Menton : Un groupe de surfeurs veut implanter un récif artificiel pour créer une vague et protéger le littoral

MEDITERRANÉE Une pétition a été lancée en mars et a récolté près de 700 signatures

Elise Martin

— 

Une vague à Menton en février 2021
Une vague à Menton en février 2021 — P-E. Coursault
  • En février, des travaux de consolidation des digues sous-marines pour protéger le littoral ont fait réagir des surfeurs du coin qui avaient peur de voir leur spot disparaître.
  • Ils se sont lancés dans des recherches pour trouver des alternatives et ont découvert la possibilité de créer un récif artificiel qui combinerait la protection de la Côte, le développement des poissons et une vague à surfer.
  • La création de ce concept à Menton est compliquée à cause d’espèces protégées mais ils n’ont pas dit leur dernier mot et cherchent actuellement un endroit où pouvoir l’implanter.

Une vague qui déferlerait jusqu’au rivage mais qui protégerait le littoral en même temps ? « Le concept peut paraître paradoxal, avoue Brett Gradel, surfeur à Menton depuis plus de vingt ans. Et pourtant, quand une vague déferle, plus elle se rapproche du bord, plus elle s’estompe. Le problème avec les digues sous-marines existantes c’est qu’elles sont parallèles à la Côte. Les vagues se brisent mais se regonflent ensuite derrière et ça protège mal des submersions ».

Artiste designer de profession, il a lancé une pétition pour créer un récif artificiel à Menton et Roquebrune-Cap-Martin qui a récolté pratiquement 700 signatures depuis mars. D’après lui, c’est la « solution durable pour protéger le littoral » .

Changer l’angle des digues

Le point de départ ? Des travaux de réhabilitation des digues sous-marines construites dans les années 1990 qui « étaient abîmées à cause des coups de mers », précise la Communauté de la Riviera française (Carf).

« Quand on a vu arriver les pelleteuses, on a vraiment cru que le surf allait disparaître à tout jamais à Menton, raconte le surfeur nostalgique de l’époque où les structures dans la mer n’existaient pas et qu’elles ne cassaient pas les vagues. Avec plusieurs volontaires, on a fait des recherches pour voir ce qui était possible de faire ».

Avec deux océanologues, un des Alpes-Maritimes, un qui habite à Montpellier, ils ont trouvé un moyen de sauver leur spot : la création d’un récif artificiel. « L’idée est de changer l’angle des digues pour que la vague continue de dérouler. On pourrait créer des modules triangulaires ou obliques qui reproduiraient le récif naturel, sous forme de béton mais avec un PH similaire à celui de la mer. Ainsi, les bactéries pourraient s’y implanter puisque ce serait une surface poreuse, et ça permettrait en même temps le développement des espèces tout en évitant l’érosion et les submersions. »

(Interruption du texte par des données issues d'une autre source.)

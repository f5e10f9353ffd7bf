//! Language display names.
//!
//! Static registry mapping provider language codes to English and native
//! display names. Native names are used for provisioned category names and
//! onboarding notices; unknown codes fall back to the raw code.

/// (code, English name, native name)
const LANGUAGES: &[(&str, &str, &str)] = &[
    ("ar", "Arabic", "العربية"),
    ("bg", "Bulgarian", "Български"),
    ("cs", "Czech", "Čeština"),
    ("da", "Danish", "Dansk"),
    ("de", "German", "Deutsch"),
    ("el", "Greek", "Ελληνικά"),
    ("en", "English", "English"),
    ("es", "Spanish", "Español"),
    ("fi", "Finnish", "Suomi"),
    ("fr", "French", "Français"),
    ("he", "Hebrew", "עברית"),
    ("hi", "Hindi", "हिन्दी"),
    ("hu", "Hungarian", "Magyar"),
    ("id", "Indonesian", "Bahasa Indonesia"),
    ("it", "Italian", "Italiano"),
    ("ja", "Japanese", "日本語"),
    ("ko", "Korean", "한국어"),
    ("nl", "Dutch", "Nederlands"),
    ("no", "Norwegian", "Norsk"),
    ("pl", "Polish", "Polski"),
    ("pt", "Portuguese", "Português"),
    ("ro", "Romanian", "Română"),
    ("ru", "Russian", "Русский"),
    ("sv", "Swedish", "Svenska"),
    ("th", "Thai", "ไทย"),
    ("tr", "Turkish", "Türkçe"),
    ("uk", "Ukrainian", "Українська"),
    ("vi", "Vietnamese", "Tiếng Việt"),
    ("zh", "Chinese", "中文"),
    ("zh-TW", "Chinese (Traditional)", "繁體中文"),
];

fn lookup(code: &str) -> Option<&'static (&'static str, &'static str, &'static str)> {
    LANGUAGES.iter().find(|(c, _, _)| *c == code)
}

/// The language's name in English, or the code itself when unknown.
pub fn english_name(code: &str) -> &str {
    lookup(code).map(|(_, name, _)| *name).unwrap_or(code)
}

/// The language's name in that language, or the code itself when unknown.
pub fn native_name(code: &str) -> &str {
    lookup(code).map(|(_, _, native)| *native).unwrap_or(code)
}
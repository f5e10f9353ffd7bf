//! Configuration validation.

use crate::common::error::ConfigError;
use crate::config::types::Config;

/// Validate a loaded configuration.
///
/// Checks that required credentials are present and that the translation
/// API URL is well-formed.
pub fn validate(config: &Config) -> Result<(), ConfigError> {
    if config.discord.token.trim().is_empty() {
        return Err(ConfigError::ValidationError {
            message: "discord.token must not be empty".to_string(),
        });
    }

    if config.mongo.uri.trim().is_empty() {
        return Err(ConfigError::ValidationError {
            message: "mongo.uri must not be empty".to_string(),
        });
    }
    if !config.mongo.uri.starts_with("mongodb://") && !config.mongo.uri.starts_with("mongodb+srv://")
    {
        return Err(ConfigError::ValidationError {
            message: format!("mongo.uri must be a mongodb:// URI, got '{}'", config.mongo.uri),
        });
    }

    if config.translator.api_key.trim().is_empty() {
        return Err(ConfigError::ValidationError {
            message: "translator.api_key must not be empty".to_string(),
        });
    }
    let url = config.translator.base_url();
    if !url.starts_with("http://") && !url.starts_with("https://") {
        return Err(ConfigError::ValidationError {
            message: format!("translator.api_url must be an http(s) URL, got '{}'", url),
        });
    }

    Ok(())
}
//! In-memory store implementations for unit tests.

use std::collections::HashMap;
use std::sync::Mutex;

use async_trait::async_trait;

use crate::common::error::StoreError;
use crate::store::history::HistoryStore;
use crate::store::models::{Channel, Guild, HistoryRecord, LanguageGroup};
use crate::store::topology::TopologyStore;

/// Topology store backed by a mutex-guarded map, mirroring the semantics of
/// the Mongo implementation (conditional group push included).
#[derive(Default)]
pub struct MemoryTopologyStore {
    guilds: Mutex<HashMap<String, Guild>>,
}

impl MemoryTopologyStore {
    pub fn new() -> Self {
        Self::default()
    }

    pub fn with_guild(guild: Guild) -> Self {
        let store = Self::new();
        store
            .guilds
            .lock()
            .unwrap()
            .insert(guild.id.clone(), guild);
        store
    }

    pub fn guild(&self, guild_id: &str) -> Option<Guild> {
        self.guilds.lock().unwrap().get(guild_id).cloned()
    }
}

#[async_trait]
impl TopologyStore for MemoryTopologyStore {
    async fn create_guild(&self, guild: &Guild) -> Result<(), StoreError> {
        let mut guilds = self.guilds.lock().unwrap();
        if guilds.contains_key(&guild.id) {
            return Err(StoreError::DuplicateGuild {
                guild_id: guild.id.clone(),
            });
        }
        guilds.insert(guild.id.clone(), guild.clone());
        Ok(())
    }

    async fn delete_guild(&self, guild_id: &str) -> Result<(), StoreError> {
        self.guilds.lock().unwrap().remove(guild_id);
        Ok(())
    }

    async fn set_intro_channel(&self, guild_id: &str, channel_id: &str) -> Result<(), StoreError> {
        if let Some(guild) = self.guilds.lock().unwrap().get_mut(guild_id) {
            guild.intro_channel_id = channel_id.to_string();
        }
        Ok(())
    }

    async fn is_in_intro_channel(
        &self,
        guild_id: &str,
        channel_id: &str,
    ) -> Result<bool, StoreError> {
        let guilds = self.guilds.lock().unwrap();
        let guild = guilds.get(guild_id).ok_or_else(|| StoreError::GuildNotFound {
            guild_id: guild_id.to_string(),
        })?;
        Ok(guild.intro_channel_id == channel_id)
    }

    async fn group_exists(&self, guild_id: &str, language_code: &str) -> Result<bool, StoreError> {
        let guilds = self.guilds.lock().unwrap();
        Ok(guilds
            .get(guild_id)
            .map(|g| g.group_for_language(language_code).is_some())
            .unwrap_or(false))
    }

    async fn reference_group(&self, guild_id: &str) -> Result<LanguageGroup, StoreError> {
        let guilds = self.guilds.lock().unwrap();
        let guild = guilds.get(guild_id).ok_or_else(|| StoreError::GuildNotFound {
            guild_id: guild_id.to_string(),
        })?;
        guild
            .reference_group()
            .cloned()
            .ok_or_else(|| StoreError::ReferenceGroupNotFound {
                guild_id: guild_id.to_string(),
            })
    }

    async fn append_group(
        &self,
        guild_id: &str,
        group: &LanguageGroup,
    ) -> Result<bool, StoreError> {
        let mut guilds = self.guilds.lock().unwrap();
        let guild = guilds
            .get_mut(guild_id)
            .ok_or_else(|| StoreError::GuildNotFound {
                guild_id: guild_id.to_string(),
            })?;
        if guild.group_for_language(&group.language_code).is_some() {
            return Ok(false);
        }
        guild.groups.push(group.clone());
        Ok(true)
    }

    async fn find_channel(
        &self,
        guild_id: &str,
        channel_id: &str,
    ) -> Result<(Channel, String), StoreError> {
        let guilds = self.guilds.lock().unwrap();
        let guild = guilds.get(guild_id).ok_or_else(|| StoreError::GuildNotFound {
            guild_id: guild_id.to_string(),
        })?;
        guild
            .find_channel(channel_id)
            .map(|c| (c.clone(), c.language_code.clone()))
            .ok_or_else(|| StoreError::ChannelNotFound {
                guild_id: guild_id.to_string(),
                channel_id: channel_id.to_string(),
            })
    }

    async fn correspondents(
        &self,
        guild_id: &str,
        origin_channel_id: &str,
    ) -> Result<Vec<Channel>, StoreError> {
        let guilds = self.guilds.lock().unwrap();
        let guild = guilds.get(guild_id).ok_or_else(|| StoreError::GuildNotFound {
            guild_id: guild_id.to_string(),
        })?;
        let origin = guild.find_channel(origin_channel_id).ok_or_else(|| {
            StoreError::ChannelNotFound {
                guild_id: guild_id.to_string(),
                channel_id: origin_channel_id.to_string(),
            }
        })?;
        let english_name = origin.english_name.clone();

        Ok(guild
            .groups
            .iter()
            .filter(|g| !g.channels.iter().any(|c| c.id == origin_channel_id))
            .flat_map(|g| g.channels.iter())
            .filter(|c| c.english_name == english_name)
            .cloned()
            .collect())
    }
}

/// History store backed by an append-only vec.
#[derive(Default)]
pub struct MemoryHistoryStore {
    records: Mutex<Vec<HistoryRecord>>,
}

impl MemoryHistoryStore {
    pub fn new() -> Self {
        Self::default()
    }

    pub fn all(&self) -> Vec<HistoryRecord> {
        self.records.lock().unwrap().clone()
    }

    pub fn len(&self) -> usize {
        self.records.lock().unwrap().len()
    }
}

#[async_trait]
impl HistoryStore for MemoryHistoryStore {
    async fn append(&self, record: &HistoryRecord) -> Result<(), StoreError> {
        self.records.lock().unwrap().push(record.clone());
        Ok(())
    }

    async fn recent(
        &self,
        guild_id: &str,
        english_name: &str,
        limit: i64,
    ) -> Result<Vec<HistoryRecord>, StoreError> {
        let records = self.records.lock().unwrap();
        Ok(records
            .iter()
            .filter(|r| r.guild_id == guild_id && r.english_name == english_name)
            .take(limit as usize)
            .cloned()
            .collect())
    }
}

#[cfg(test)]
mod tests {
    use super::*;
    use chrono::Utc;

    fn record(id: &str, english_name: &str, content: &str) -> HistoryRecord {
        HistoryRecord {
            id: id.to_string(),
            guild_id: "g1".to_string(),
            channel_id: "c1".to_string(),
            english_name: english_name.to_string(),
            language_code: "en".to_string(),
            content: content.to_string(),
            created_on: Utc::now(),
        }
    }

    #[tokio::test]
    async fn test_recent_preserves_insertion_order() {
        let store = MemoryHistoryStore::new();
        store.append(&record("m1", "chat", "first")).await.unwrap();
        store.append(&record("m2", "chat", "second")).await.unwrap();
        store.append(&record("m3", "other", "elsewhere")).await.unwrap();

        let window = store.recent("g1", "chat", 50).await.unwrap();
        let contents: Vec<_> = window.iter().map(|r| r.content.as_str()).collect();
        assert_eq!(contents, vec!["first", "second"]);
    }

    #[tokio::test]
    async fn test_recent_bounded_by_limit() {
        let store = MemoryHistoryStore::new();
        for i in 0..5 {
            store
                .append(&record(&format!("m{i}"), "chat", &format!("msg {i}")))
                .await
                .unwrap();
        }

        let window = store.recent("g1", "chat", 3).await.unwrap();
        assert_eq!(window.len(), 3);
        assert_eq!(window[0].content, "msg 0");
    }

    #[tokio::test]
    async fn test_append_allows_duplicate_ids() {
        let store = MemoryHistoryStore::new();
        let r = record("m1", "chat", "hello");
        store.append(&r).await.unwrap();
        store.append(&r).await.unwrap();

        assert_eq!(store.len(), 2);
    }

    #[tokio::test]
    async fn test_create_guild_rejects_duplicates() {
        let store = MemoryTopologyStore::new();
        let guild = Guild {
            id: "g1".to_string(),
            name: "Test".to_string(),
            intro_channel_id: "-1".to_string(),
            reference_group_id: "cat1".to_string(),
            groups: Vec::new(),
        };
        store.create_guild(&guild).await.unwrap();
        let err = store.create_guild(&guild).await.unwrap_err();
        assert!(matches!(err, StoreError::DuplicateGuild { .. }));
    }

    #[tokio::test]
    async fn test_delete_guild_is_idempotent() {
        let store = MemoryTopologyStore::new();
        store.delete_guild("missing").await.unwrap();
    }

    #[tokio::test]
    async fn test_is_in_intro_channel_unknown_guild() {
        let store = MemoryTopologyStore::new();
        let err = store.is_in_intro_channel("g1", "c1").await.unwrap_err();
        assert!(matches!(err, StoreError::GuildNotFound { .. }));
    }
}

Pas à Menton mais peut-être ailleurs ?

Un projet ambitieux mais qui se confronte à une problématique majeure. « Les surfeurs nous ont contactés une fois les réhabilitations faites, affirme la Carf. De plus, si nous avons procédé de cette manière c’est parce qu’il y a des espèces de posidonies et cymodocées protégées à cet endroit. Il y a des contraintes environnementales énormes pour protéger notre littoral des submersions marines. Mais on a pris en considération leur idée. »

De leur côté, les sportifs n’ont pas dit leur dernier mot. « Avec l’océanologue, nous étudions toutes les possibilités pour implanter le récif artificiel ailleurs dans les Alpes-Maritimes, développe le designer. On pense que le projet vaut le coup à plusieurs échelles. Avec un tel concept, il pourra y avoir de vraies nurseries à poissons et en même temps ça développera le commerce grâce au déploiement des sports nautiques. »

« Le surf a énormément d’avenir avec l’arrivée aux Jeux olympiques »

Entre surfeurs locaux, une petite centaine, ils établissent alors les conditions (hauteur et périodes des houles avec l’orientation) des sessions et envoient les données à l’océanologue pour qu’il visualise les possibilités.

Brett Gradel ajoute : « Il faut que ce soit connu et que ça puisse être réalisé dans la Méditerranée, ça a déjà été fait en Italie, à Dubaï et en Australie. C’est formidable pour la pratique du surf, qui a énormément d’avenir avec l’arrivée aux Jeux olympiques, mais ça a des intérêts pour tout le monde, en plus de l’environnement. On ne compte pas laisser notre projet tomber à l’eau. »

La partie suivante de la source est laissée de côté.